Task details:
Look below for the line that has "Byte values, decimal or 0x-prefixed hex". Set down the lines from there through the line that has "to load codec", exactly as written.

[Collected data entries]
....

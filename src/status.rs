//! Status Codes
//!
//! Every engine operation answers with one [`Status`] from a closed set. Expected
//! business outcomes (already exists, not found, expired, wrong password) are
//! statuses, never panics or errors.
//!
//! ## Code Layout
//!
//! ```text
//! 1xxxx  Unknown        (reserved)
//! 2xxxx  Success        UserCreated, TokenRenewed, ...
//! 4xxxx  Client error   UserNotFound, TokenExpired, ...
//! 5xxxx  Server error   Internal (reserved for the boundary layer)
//! ```
//!
//! The numeric codes are kept identical to the ones clients of the original
//! service already understand; `code / 100` yields the transport status.

use std::fmt;

/// Outcome of an engine operation.
#[derive(Debug, Clone, Copy, PartialEq, Eq, Hash)]
#[repr(u32)]
pub enum Status {
    Unknown = 10000,

    Ok = 20001,
    UserCreated = 20002,
    UserDeleted = 20003,
    UserRoleAdded = 20004,
    RoleCreated = 20005,
    RoleDeleted = 20006,
    TokenRenewed = 20007,
    TokenCreated = 20008,
    TokenInvalidated = 20009,
    TokenRoleOk = 20010,

    InvalidArgument = 40011,
    UserAlreadyExisting = 40012,
    UserNotFound = 40013,
    UserPasswordNotMatch = 40014,
    UserRoleAlreadyExisting = 40015,
    RoleAlreadyExisting = 40016,
    RoleNotFound = 40017,
    TokenNotFound = 40018,
    TokenExpired = 40019,
    TokenIsInvalid = 40020,
    TokenRoleNotFound = 40021,

    Internal = 50000,
}

/// Coarse classification of a [`Status`], mirroring transport status classes.
#[derive(Debug, Clone, Copy, PartialEq, Eq)]
pub enum StatusClass {
    Unknown,
    Success,
    ClientError,
    ServerError,
}

impl Status {
    /// Numeric wire code.
    #[inline]
    pub fn code(self) -> u32 {
        self as u32
    }

    /// Transport-level status code (`200`, `400`, `500`, or `100` for `Unknown`).
    #[inline]
    pub fn http_code(self) -> u16 {
        (self.code() / 100) as u16
    }

    pub fn class(self) -> StatusClass {
        match self.code() / 10000 {
            2 => StatusClass::Success,
            4 => StatusClass::ClientError,
            5 => StatusClass::ServerError,
            _ => StatusClass::Unknown,
        }
    }

    #[inline]
    pub fn is_success(self) -> bool {
        self.class() == StatusClass::Success
    }

    /// Human-readable description, as sent back to clients.
    pub fn description(self) -> &'static str {
        match self {
            Status::Unknown => "unknown",
            Status::Ok => "ok",
            Status::UserCreated => "user created",
            Status::UserDeleted => "user deleted",
            Status::UserRoleAdded => "user role added",
            Status::RoleCreated => "role created",
            Status::RoleDeleted => "role deleted",
            Status::TokenRenewed => "token renewed",
            Status::TokenCreated => "token created",
            Status::TokenInvalidated => "token invalidated",
            Status::TokenRoleOk => "token role ok",
            Status::InvalidArgument => "invalid argument",
            Status::UserAlreadyExisting => "user already existing",
            Status::UserNotFound => "user not found",
            Status::UserPasswordNotMatch => "user password not match",
            Status::UserRoleAlreadyExisting => "user role already existing",
            Status::RoleAlreadyExisting => "role already existing",
            Status::RoleNotFound => "role not found",
            Status::TokenNotFound => "token not found",
            Status::TokenExpired => "token expired",
            Status::TokenIsInvalid => "token is invalid",
            Status::TokenRoleNotFound => "token role not found",
            Status::Internal => "internal",
        }
    }
}

impl fmt::Display for Status {
    fn fmt(&self, f: &mut fmt::Formatter<'_>) -> fmt::Result {
        f.write_str(self.description())
    }
}

#[cfg(test)]
mod tests {
    use super::*;

    #[test]
    fn test_codes_match_wire_values() {
        assert_eq!(Status::Ok.code(), 20001);
        assert_eq!(Status::TokenRoleOk.code(), 20010);
        assert_eq!(Status::InvalidArgument.code(), 40011);
        assert_eq!(Status::TokenRoleNotFound.code(), 40021);
        assert_eq!(Status::Internal.code(), 50000);
    }

    #[test]
    fn test_http_code() {
        assert_eq!(Status::UserCreated.http_code(), 200);
        assert_eq!(Status::TokenExpired.http_code(), 400);
        assert_eq!(Status::Internal.http_code(), 500);
        assert_eq!(Status::Unknown.http_code(), 100);
    }

    #[test]
    fn test_class() {
        assert!(Status::TokenRenewed.is_success());
        assert_eq!(Status::RoleNotFound.class(), StatusClass::ClientError);
        assert_eq!(Status::Internal.class(), StatusClass::ServerError);
        assert_eq!(Status::Unknown.class(), StatusClass::Unknown);
        assert!(!Status::Unknown.is_success());
    }

    #[test]
    fn test_display() {
        assert_eq!(Status::UserPasswordNotMatch.to_string(), "user password not match");
        assert_eq!(Status::TokenIsInvalid.to_string(), "token is invalid");
    }
}
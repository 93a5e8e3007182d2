//! Modbus RTU CRC16
//!
//! Reflected CRC-16 with polynomial `0xA001` and initial value `0xFFFF`.
//! Results are returned as `(low, high)`, the order the two bytes are
//! appended to an RTU frame.

const CRC16_INIT: u16 = 0xFFFF;
const CRC16_POLY: u16 = 0xA001;

/// Raw 16-bit CRC accumulator over `data`
pub fn crc16_value(data: &[u8]) -> u16 {
    let mut crc = CRC16_INIT;

    for &byte in data {
        crc ^= u16::from(byte);
        for _ in 0..8 {
            if crc & 1 != 0 {
                crc >>= 1;
                crc ^= CRC16_POLY;
            } else {
                crc >>= 1;
            }
        }
    }

    crc
}

/// CRC of `length` bytes starting at `start`, as `(low, high)`
///
/// # Panics
/// If `start + length` exceeds `bytes.len()`, like slice indexing.
pub fn crc16_modbus_range(bytes: &[u8], start: usize, length: usize) -> (u8, u8) {
    let [low, high] = crc16_value(&bytes[start..start.saturating_add(length)]).to_le_bytes();
    (low, high)
}

/// Non-panicking `crc16_modbus_range`: `None` if the range leaves `bytes`
pub fn crc16_modbus_checked(bytes: &[u8], start: usize, length: usize) -> Option<(u8, u8)> {
    let end = start.checked_add(length)?;
    let [low, high] = crc16_value(bytes.get(start..end)?).to_le_bytes();
    Some((low, high))
}

/// CRC of the whole buffer, as `(low, high)`
///
/// ```rust
/// use voltage_regcodec::crc16_modbus;
///
/// assert_eq!(crc16_modbus(&[0x01, 0x03, 0x00, 0x00, 0x00, 0x0A]), (0xC5, 0xCD));
/// ```
pub fn crc16_modbus(bytes: &[u8]) -> (u8, u8) {
    crc16_modbus_range(bytes, 0, bytes.len())
}

/// CRC of the first `length` bytes, as `(low, high)`
pub fn crc16_modbus_prefix(bytes: &[u8], length: usize) -> (u8, u8) {
    crc16_modbus_range(bytes, 0, length)
}
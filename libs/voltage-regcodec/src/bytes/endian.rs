//! Host byte order
//!
//! The byte-order transformer needs to know how the machine that performs the
//! final multi-byte read lays out its integers. The real host order is fixed at
//! compile time; it is cached once in a process-wide `OnceLock` and never
//! written again, so it can be read from any thread. Every operation also takes
//! the order as an explicit value so both layouts can be exercised on any host.

use std::fmt;
use std::sync::OnceLock;

use serde::{Deserialize, Serialize};

/// Native byte order of the machine that interprets the reordered bytes
#[derive(Debug, Clone, Copy, PartialEq, Eq, Hash, Serialize, Deserialize)]
#[serde(rename_all = "lowercase")]
pub enum HostEndian {
    /// Least significant byte first (x86, most ARM targets)
    Little,
    /// Most significant byte first
    Big,
}

static HOST_ENDIAN: OnceLock<HostEndian> = OnceLock::new();

/// Byte order of the running process, computed on first use
pub fn host_endian() -> HostEndian {
    *HOST_ENDIAN.get_or_init(HostEndian::native)
}

impl HostEndian {
    /// Byte order this binary was compiled for
    #[inline]
    pub const fn native() -> Self {
        if cfg!(target_endian = "little") {
            Self::Little
        } else {
            Self::Big
        }
    }

    #[inline]
    pub fn is_little_endian(&self) -> bool {
        matches!(self, Self::Little)
    }

    pub fn as_str(&self) -> &'static str {
        match self {
            Self::Little => "little",
            Self::Big => "big",
        }
    }
}

impl From<bool> for HostEndian {
    /// `true` means little-endian
    fn from(is_little_endian: bool) -> Self {
        if is_little_endian {
            Self::Little
        } else {
            Self::Big
        }
    }
}

impl fmt::Display for HostEndian {
    fn fmt(&self, f: &mut fmt::Formatter<'_>) -> fmt::Result {
        f.write_str(self.as_str())
    }
}
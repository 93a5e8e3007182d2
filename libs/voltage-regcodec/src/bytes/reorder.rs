//! Byte-order transformer
//!
//! Rearranges a packed register stream, group by group, so that a native
//! multi-byte read on the given host reconstructs the value the device meant.
//!
//! Each (convention, host order) pair maps to a fixed index permutation:
//! output byte `i` of a group is input byte `perm[i]` of the same group.
//! On a little-endian host both 64-bit word-swapped conventions reverse the
//! whole group, the same as ABCDEFGH.

use tracing::{debug, warn};

use super::{HostEndian, OrderingConvention};
use crate::error::{CodecError, Result};

// ============================================================================
// Permutation Tables
// ============================================================================

const IDENTITY_4: [usize; 4] = [0, 1, 2, 3];
const REVERSE_4: [usize; 4] = [3, 2, 1, 0];
const SWAP_HALVES_4: [usize; 4] = [2, 3, 0, 1];
const SWAP_PAIR_BYTES_4: [usize; 4] = [1, 0, 3, 2];

const IDENTITY_8: [usize; 8] = [0, 1, 2, 3, 4, 5, 6, 7];
const REVERSE_8: [usize; 8] = [7, 6, 5, 4, 3, 2, 1, 0];
const MIRROR_PAIRS_8: [usize; 8] = [6, 7, 4, 5, 2, 3, 0, 1];
const SWAP_PAIR_BYTES_8: [usize; 8] = [1, 0, 3, 2, 5, 4, 7, 6];

/// Permutation applied to each group for a convention on a given host
pub fn permutation(convention: OrderingConvention, host: HostEndian) -> &'static [usize] {
    use OrderingConvention::*;

    match (convention, host) {
        (ABCD, HostEndian::Little) => &REVERSE_4,
        (ABCD, HostEndian::Big) => &IDENTITY_4,
        (CDAB, HostEndian::Little) => &SWAP_HALVES_4,
        (CDAB, HostEndian::Big) => &SWAP_PAIR_BYTES_4,
        (BADC, HostEndian::Little) => &SWAP_PAIR_BYTES_4,
        (BADC, HostEndian::Big) => &SWAP_HALVES_4,
        (DCBA, HostEndian::Little) => &IDENTITY_4,
        (DCBA, HostEndian::Big) => &REVERSE_4,

        (ABCDEFGH, HostEndian::Little) => &REVERSE_8,
        (ABCDEFGH, HostEndian::Big) => &IDENTITY_8,
        (GHEFCDAB, HostEndian::Little) => &REVERSE_8,
        (GHEFCDAB, HostEndian::Big) => &MIRROR_PAIRS_8,
        (BADCFEHG, HostEndian::Little) => &REVERSE_8,
        (BADCFEHG, HostEndian::Big) => &SWAP_PAIR_BYTES_8,
        (HGFEDCBA, HostEndian::Little) => &IDENTITY_8,
        (HGFEDCBA, HostEndian::Big) => &REVERSE_8,
    }
}

// ============================================================================
// Validation and Transformation
// ============================================================================

/// Check that `len` bytes can be split into whole groups of `convention`
pub fn validate_len(len: usize, convention: OrderingConvention) -> Result<()> {
    let group = convention.group_size();

    if len == 0 {
        warn!("Rejecting empty buffer for {}", convention);
        return Err(CodecError::invalid_argument(format!(
            "buffer must not be empty for {}",
            convention
        )));
    }

    if len % group != 0 {
        warn!(
            "Rejecting {}-byte buffer for {}: not a multiple of {}",
            len, convention, group
        );
        return Err(CodecError::invalid_argument(format!(
            "buffer length {} is not a multiple of {} for {}",
            len, group, convention
        )));
    }

    Ok(())
}

/// Reorder `bytes` for a native read under `convention` on `host`
///
/// Returns a new buffer of the same length; the input is left untouched.
///
/// # Errors
/// `CodecError::InvalidArgument` if `bytes` is empty or its length is not a
/// multiple of the convention's group size.
///
/// ```rust
/// use voltage_regcodec::{reorder_bytes, HostEndian, OrderingConvention};
///
/// let raw = [0x12, 0x34, 0x56, 0x78];
/// let le = reorder_bytes(&raw, OrderingConvention::ABCD, HostEndian::Little).unwrap();
/// assert_eq!(u32::from_le_bytes([le[0], le[1], le[2], le[3]]), 0x12345678);
/// ```
pub fn reorder_bytes(
    bytes: &[u8],
    convention: OrderingConvention,
    host: HostEndian,
) -> Result<Vec<u8>> {
    validate_len(bytes.len(), convention)?;

    let perm = permutation(convention, host);
    debug!(
        "Reordering {} bytes as {} for {}-endian host",
        bytes.len(),
        convention,
        host
    );

    let mut out = Vec::with_capacity(bytes.len());
    for group in bytes.chunks_exact(perm.len()) {
        out.extend(perm.iter().map(|&src| group[src]));
    }
    Ok(out)
}
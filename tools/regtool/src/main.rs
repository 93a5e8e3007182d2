//! regtool - register decoding from the command line
//!
//! Decodes register values copied from a poll log or device manual and
//! computes Modbus RTU checksums. Nothing is read from a device.

mod commands;

use std::path::PathBuf;

use anyhow::{Context, Result};
use clap::{Parser, Subcommand, ValueEnum};
use tracing::debug;
use tracing_subscriber::EnvFilter;
use voltage_regcodec::{CodecConfig, RegisterCodec};

#[derive(Parser)]
#[command(name = "regtool")]
#[command(about = "Decode field-bus registers and compute Modbus CRC16")]
#[command(version)]
struct Cli {
    /// YAML file with default conventions (default_32, default_64, host_endian)
    #[arg(short, long, global = true, env = "REGCODEC_CONFIG")]
    config: Option<PathBuf>,

    #[command(subcommand)]
    command: Commands,
}

#[derive(Subcommand)]
enum Commands {
    /// Decode registers into typed values
    Decode {
        /// Value type to decode
        #[arg(short = 't', long = "type", value_enum)]
        value_type: ValueType,

        /// Ordering convention (ABCD, CDAB, ..., HGFEDCBA); configured default if omitted
        #[arg(short, long)]
        order: Option<String>,

        /// Register values, decimal or 0x-prefixed hex
        #[arg(required = true, value_parser = commands::parse_u16)]
        registers: Vec<u16>,
    },

    /// Compute the CRC16 of a byte sequence
    Crc {
        /// Index of the first byte to include
        #[arg(long, default_value_t = 0)]
        start: usize,

        /// Number of bytes to include (defaults to the rest of the input)
        #[arg(long)]
        length: Option<usize>,

        /// Byte values, decimal or 0x-prefixed hex
        #[arg(value_parser = commands::parse_u8)]
        bytes: Vec<u8>,
    },

    /// List supported ordering conventions
    Orders,
}

#[derive(Debug, Clone, Copy, PartialEq, Eq, ValueEnum)]
pub enum ValueType {
    F32,
    F64,
    I32,
    U32,
    I16,
    U16,
    Ascii,
}

fn main() -> Result<()> {
    tracing_subscriber::fmt()
        .with_env_filter(
            EnvFilter::try_from_default_env().unwrap_or_else(|_| EnvFilter::new("warn")),
        )
        .with_writer(std::io::stderr)
        .init();

    let cli = Cli::parse();

    let config = CodecConfig::load(cli.config.as_deref()).context("Failed to load codec config")?;
    let codec = RegisterCodec::from_config(&config)?;
    debug!(
        "Codec ready: host {}, defaults {} / {}",
        codec.host(),
        codec.default_32(),
        codec.default_64()
    );

    let lines = match cli.command {
        Commands::Decode {
            value_type,
            order,
            registers,
        } => commands::decode(&codec, value_type, order.as_deref(), &registers)?,
        Commands::Crc {
            start,
            length,
            bytes,
        } => vec![commands::crc(&bytes, start, length)?],
        Commands::Orders => commands::orders(),
    };

    for line in lines {
        println!("{}", line);
    }
    Ok(())
}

....

Written solution:
        /// Byte values, decimal or 0x-prefixed hex
        #[arg(value_parser = commands::parse_u8)]
        bytes: Vec<u8>,
    },

    /// List supported ordering conventions
    Orders,
}

#[derive(Debug, Clone, Copy, PartialEq, Eq, ValueEnum)]
pub enum ValueType {
    F32,
    F64,
    I32,
    U32,
    I16,
    U16,
    Ascii,
}

fn main() -> Result<()> {
    tracing_subscriber::fmt()
        .with_env_filter(
            EnvFilter::try_from_default_env().unwrap_or_else(|_| EnvFilter::new("warn")),
        )
        .with_writer(std::io::stderr)
        .init();

    let cli = Cli::parse();

    let config = CodecConfig::load(cli.config.as_deref()).context("Failed to load codec config")?;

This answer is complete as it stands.